Arts Excellence—make it so
Brannon Braga came up with some of his best ideas about “space, the final frontier” while walking through the woods of UC Santa Cruz.
Now, Braga, a Star Trek franchise screenwriter and producer, hopes his recent $100,000 pledge to UCSC’s Arts Excellence Fund helps current and future Banana Slugs find their own way to inspiration.
Braga credits his time at UCSC with teaching him how to edit and with fostering his imagination.
“I took away critical filmmaking experiences,” says Braga. “It was an age when my creativity was really burgeoning.”
Braga attended UCSC and in 1990 received the prestigious Academy of Television Arts & Sciences Internship, which led to his involvement with Star Trek. He has kept ties with the school, and with his film and digital media professor, Eli Hollander, for the past 22 years. He even named a character from an episode of Star Trek: The Next Generation after his mentor.
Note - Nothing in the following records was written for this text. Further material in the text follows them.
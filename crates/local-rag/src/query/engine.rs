//! Retrieval + generation for a single question

use crate::config::QueryConfig;
use crate::error::Result;
use crate::index::VectorStoreIndex;
use crate::providers::{EmbeddingProvider, LlmProvider};
use crate::types::QueryResponse;

use super::prompt::PromptBuilder;

/// Answers one question at a time
#[cfg_attr(test, mockall::automock)]
pub trait QueryEngine {
    /// Answer `question`
    fn query(&self, question: &str) -> Result<QueryResponse>;
}

/// Embeds the question, retrieves the closest nodes, and makes one LLM call
pub struct RetrieverQueryEngine<'a> {
    index: &'a VectorStoreIndex,
    embedder: &'a dyn EmbeddingProvider,
    llm: &'a dyn LlmProvider,
    config: QueryConfig,
}

impl<'a> RetrieverQueryEngine<'a> {
    /// Create an engine over a built index
    pub fn new(
        index: &'a VectorStoreIndex,
        embedder: &'a dyn EmbeddingProvider,
        llm: &'a dyn LlmProvider,
        config: QueryConfig,
    ) -> Self {
        Self {
            index,
            embedder,
            llm,
            config,
        }
    }
}

impl QueryEngine for RetrieverQueryEngine<'_> {
    fn query(&self, question: &str) -> Result<QueryResponse> {
        let query_embedding = self.embedder.embed(question)?;
        let results = self
            .index
            .retrieve(&query_embedding, self.config.similarity_top_k)?;

        if results.is_empty() {
            tracing::warn!("No nodes retrieved for question");
            return Ok(QueryResponse::empty());
        }

        tracing::debug!(
            "Retrieved {} nodes (best score {:.3})",
            results.len(),
            results[0].score
        );

        let context = PromptBuilder::build_context(&results, self.config.context_window);
        let prompt = PromptBuilder::build_qa_prompt(question, &context);
        let answer = self.llm.complete(&prompt)?;

        Ok(QueryResponse::new(answer.trim().to_string(), results))
    }
}

#[cfg(test)]
mod tests {
    use super::*;
    use crate::error::Error;
    use crate::index::SentenceSplitter;
    use crate::providers::{MockEmbeddingProvider, MockLlmProvider};
    use crate::types::{Document, DocumentMetadata, FileType, EMPTY_RESPONSE};
    use indicatif::ProgressBar;

    fn doc(name: &str, text: &str) -> Document {
        Document::new(
            text.to_string(),
            FileType::Txt,
            String::new(),
            DocumentMetadata {
                file_name: name.to_string(),
                ..Default::default()
            },
        )
    }

    fn toy_embedding(text: &str) -> Vec<f32> {
        if text.contains("France") {
            vec![1.0, 0.0]
        } else {
            vec![0.0, 1.0]
        }
    }

    fn embedder() -> MockEmbeddingProvider {
        let mut embedder = MockEmbeddingProvider::new();
        embedder
            .expect_embed_batch()
            .returning(|texts: &[String]| Ok(texts.iter().map(|t| toy_embedding(t)).collect()));
        embedder
            .expect_embed()
            .returning(|text: &str| Ok(toy_embedding(text)));
        embedder
    }

    fn build_index(docs: &[Document], embedder: &MockEmbeddingProvider) -> VectorStoreIndex {
        let splitter = SentenceSplitter::new(256, 20).unwrap();
        VectorStoreIndex::from_documents(docs, &splitter, embedder, 10, &ProgressBar::hidden()).unwrap()
    }

    #[test]
    fn test_query_retrieves_and_generates_once() {
        let embedder = embedder();
        let index = build_index(
            &[
                doc("france.txt", "Paris is the capital of France."),
                doc("rust.txt", "Rust has no garbage collector."),
            ],
            &embedder,
        );

        let mut llm = MockLlmProvider::new();
        llm.expect_complete()
            .withf(|prompt: &str| {
                prompt.contains("Query: What is the capital of France?")
                    && prompt.starts_with("Context information is below.")
                    && prompt.contains("file_name: france.txt\n\nParis is the capital of France.")
            })
            .times(1)
            .returning(|_: &str| Ok("  Paris.\n".to_string()));

        let config = QueryConfig {
            similarity_top_k: 1,
            ..Default::default()
        };
        let engine = index.as_query_engine(&embedder, &llm, &config);
        let response = engine.query("What is the capital of France?").unwrap();

        assert_eq!(response.response, "Paris.");
        assert_eq!(response.source_nodes.len(), 1);
        assert_eq!(response.source_nodes[0].node.metadata.file_name, "france.txt");
    }

    #[test]
    fn test_empty_index_skips_the_llm() {
        let embedder = embedder();
        let index = build_index(&[doc("blank.txt", "  ")], &embedder);

        let mut llm = MockLlmProvider::new();
        llm.expect_complete().times(0);

        let engine = index.as_query_engine(&embedder, &llm, &QueryConfig::default());
        let response = engine.query("Anything?").unwrap();
        assert_eq!(response.response, EMPTY_RESPONSE);
    }

    #[test]
    fn test_llm_failure_propagates() {
        let embedder = embedder();
        let index = build_index(&[doc("france.txt", "Paris is the capital of France.")], &embedder);

        let mut llm = MockLlmProvider::new();
        llm.expect_complete()
            .returning(|_: &str| Err(Error::llm("model not found")));

        let engine = index.as_query_engine(&embedder, &llm, &QueryConfig::default());
        let err = engine.query("Where is Paris?").unwrap_err();
        assert!(matches!(err, Error::Llm(_)));
    }
}
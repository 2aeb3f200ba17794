//! Ollama HTTP client and the provider implementations built on it

use reqwest::blocking::Client;
use serde::{Deserialize, Serialize};
use std::sync::Arc;
use std::time::Duration;

use crate::config::OllamaConfig;
use crate::error::{Error, Result};

use super::embedding::EmbeddingProvider;
use super::llm::LlmProvider;

/// Blocking Ollama API client with optional retry
pub struct OllamaClient {
    /// HTTP client
    client: Client,
    /// Configuration
    config: OllamaConfig,
}

#[derive(Debug, Serialize)]
struct GenerateRequest<'a> {
    model: &'a str,
    prompt: &'a str,
    stream: bool,
    options: GenerateOptions,
}

#[derive(Debug, Serialize)]
struct GenerateOptions {
    temperature: f32,
}

#[derive(Deserialize)]
struct GenerateResponse {
    response: String,
}

#[derive(Debug, Serialize)]
struct EmbedRequest<'a> {
    model: &'a str,
    prompt: &'a str,
}

#[derive(Deserialize)]
struct EmbedResponse {
    embedding: Vec<f32>,
}

/// Longest wait between two attempts
const MAX_BACKOFF: Duration = Duration::from_secs(60);

/// Exponential backoff: 1s, 2s, 4s, ... capped at [`MAX_BACKOFF`]
fn backoff_delay(attempt: u32) -> Duration {
    Duration::from_secs(2u64.saturating_pow(attempt)).min(MAX_BACKOFF)
}

impl OllamaClient {
    /// Create a new Ollama client
    pub fn new(config: &OllamaConfig) -> Result<Self> {
        let client = Client::builder()
            .timeout(Duration::from_secs(config.timeout_secs))
            .pool_max_idle_per_host(5)
            .build()?;

        Ok(Self {
            client,
            config: config.clone(),
        })
    }

    /// Configuration this client was built with
    pub fn config(&self) -> &OllamaConfig {
        &self.config
    }

    /// Run `operation`, retrying with exponential backoff up to `max_retries` times
    fn retry_request<T>(&self, operation: impl Fn() -> Result<T>) -> Result<T> {
        let max_retries = self.config.max_retries;
        let mut attempt = 0;

        loop {
            match operation() {
                Ok(result) => return Ok(result),
                Err(e) if attempt < max_retries => {
                    let delay = backoff_delay(attempt);
                    tracing::warn!(
                        "Request failed (attempt {}/{}): {}; retrying in {:?}",
                        attempt + 1,
                        max_retries + 1,
                        e,
                        delay
                    );
                    std::thread::sleep(delay);
                    attempt += 1;
                }
                Err(e) => return Err(e),
            }
        }
    }

    /// Check if Ollama is available
    pub fn health_check(&self) -> Result<bool> {
        let url = format!("{}/api/tags", self.config.base_url);

        match self.client.get(&url).send() {
            Ok(response) => Ok(response.status().is_success()),
            Err(e) => {
                tracing::debug!("Ollama health check failed: {}", e);
                Ok(false)
            }
        }
    }

    /// Generate an embedding
    pub fn embed(&self, text: &str) -> Result<Vec<f32>> {
        let url = format!("{}/api/embeddings", self.config.base_url);
        let request = EmbedRequest {
            model: &self.config.embed_model,
            prompt: text,
        };

        self.retry_request(|| {
            let response = self
                .client
                .post(&url)
                .json(&request)
                .send()
                .map_err(|e| Error::embedding(format!("Embedding request failed: {}", e)))?;

            if !response.status().is_success() {
                let status = response.status();
                let body = response.text().unwrap_or_default();
                return Err(Error::embedding(format!(
                    "Embedding failed: HTTP {} - {}",
                    status, body
                )));
            }

            let embed_response: EmbedResponse = response.json().map_err(|e| {
                Error::embedding(format!("Failed to parse embedding response: {}", e))
            })?;

            if embed_response.embedding.is_empty() {
                return Err(Error::embedding(format!(
                    "Model '{}' returned an empty embedding",
                    self.config.embed_model
                )));
            }

            Ok(embed_response.embedding)
        })
    }

    /// Complete a prompt with the generation model
    pub fn generate(&self, prompt: &str) -> Result<String> {
        let url = format!("{}/api/generate", self.config.base_url);
        let request = GenerateRequest {
            model: &self.config.generate_model,
            prompt,
            stream: false,
            options: GenerateOptions {
                temperature: self.config.temperature,
            },
        };

        tracing::debug!("Generating answer with model: {}", self.config.generate_model);

        self.retry_request(|| {
            let response = self
                .client
                .post(&url)
                .json(&request)
                .send()
                .map_err(|e| Error::llm(format!("Generation request failed: {}", e)))?;

            if !response.status().is_success() {
                let status = response.status();
                let body = response.text().unwrap_or_default();
                return Err(Error::llm(format!(
                    "Generation failed: HTTP {} - {}",
                    status, body
                )));
            }

            let generate_response: GenerateResponse = response.json().map_err(|e| {
                Error::llm(format!("Failed to parse generation response: {}", e))
            })?;

            Ok(generate_response.response)
        })
    }
}

/// Ollama embedding provider
pub struct OllamaEmbedder {
    client: Arc<OllamaClient>,
}

impl OllamaEmbedder {
    /// Create from an existing client
    pub fn from_client(client: Arc<OllamaClient>) -> Self {
        Self { client }
    }

    /// Embedding model name
    pub fn model(&self) -> &str {
        &self.client.config().embed_model
    }
}

impl EmbeddingProvider for OllamaEmbedder {
    fn embed(&self, text: &str) -> Result<Vec<f32>> {
        self.client.embed(text)
    }

    fn health_check(&self) -> Result<bool> {
        self.client.health_check()
    }
}

/// Ollama LLM provider for answer generation
pub struct OllamaLlm {
    client: Arc<OllamaClient>,
}

impl OllamaLlm {
    /// Create from an existing client
    pub fn from_client(client: Arc<OllamaClient>) -> Self {
        Self { client }
    }

    /// Generation model name
    pub fn model(&self) -> &str {
        &self.client.config().generate_model
    }
}

impl LlmProvider for OllamaLlm {
    fn complete(&self, prompt: &str) -> Result<String> {
        self.client.generate(prompt)
    }

    fn health_check(&self) -> Result<bool> {
        self.client.health_check()
    }
}

/// Embedder and LLM sharing a single client
pub struct OllamaProvider {
    embedder: OllamaEmbedder,
    llm: OllamaLlm,
}

impl OllamaProvider {
    /// Create a new combined Ollama provider
    pub fn new(config: &OllamaConfig) -> Result<Self> {
        let client = Arc::new(OllamaClient::new(config)?);
        Ok(Self {
            embedder: OllamaEmbedder::from_client(Arc::clone(&client)),
            llm: OllamaLlm::from_client(client),
        })
    }

    /// Get the embedding provider
    pub fn embedder(&self) -> &OllamaEmbedder {
        &self.embedder
    }

    /// Get the LLM provider
    pub fn llm(&self) -> &OllamaLlm {
        &self.llm
    }

    /// Split into separate providers
    pub fn split(self) -> (OllamaEmbedder, OllamaLlm) {
        (self.embedder, self.llm)
    }
}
“I never would have gotten the internship at Paramount if I hadn’t been walking down the halls to Eli’s office and seen the ad on the wall,” says Braga.
Braga served as executive producer on the Fox Network real time action/drama series 24 and on the Steven Spielberg project Terra Nova, and was a co-creator and executive producer of the ABC science fiction series FlashForward. He is currently relaunching a new version of Carl Sagan’s 1980s show Cosmos.
Braga, who sits on the Arts Dean Leadership Board created by UCSC’s Dean of the Arts, David Yager, says the idea for the pledge came to him during a fundraising event last fall in Los Angeles. Contributions to the Arts Excellence Fund support many important programs for the division, helping students in need to stay in school and enhancing student educational opportunities and faculty research.
Braga is also starting a summer internship program for UCSC students, which will cover full room and board.
More than any book experience, the friendships he formed at UCSC have stayed with him.
Says Braga, “It’s the living, breathing relationships that make a difference.”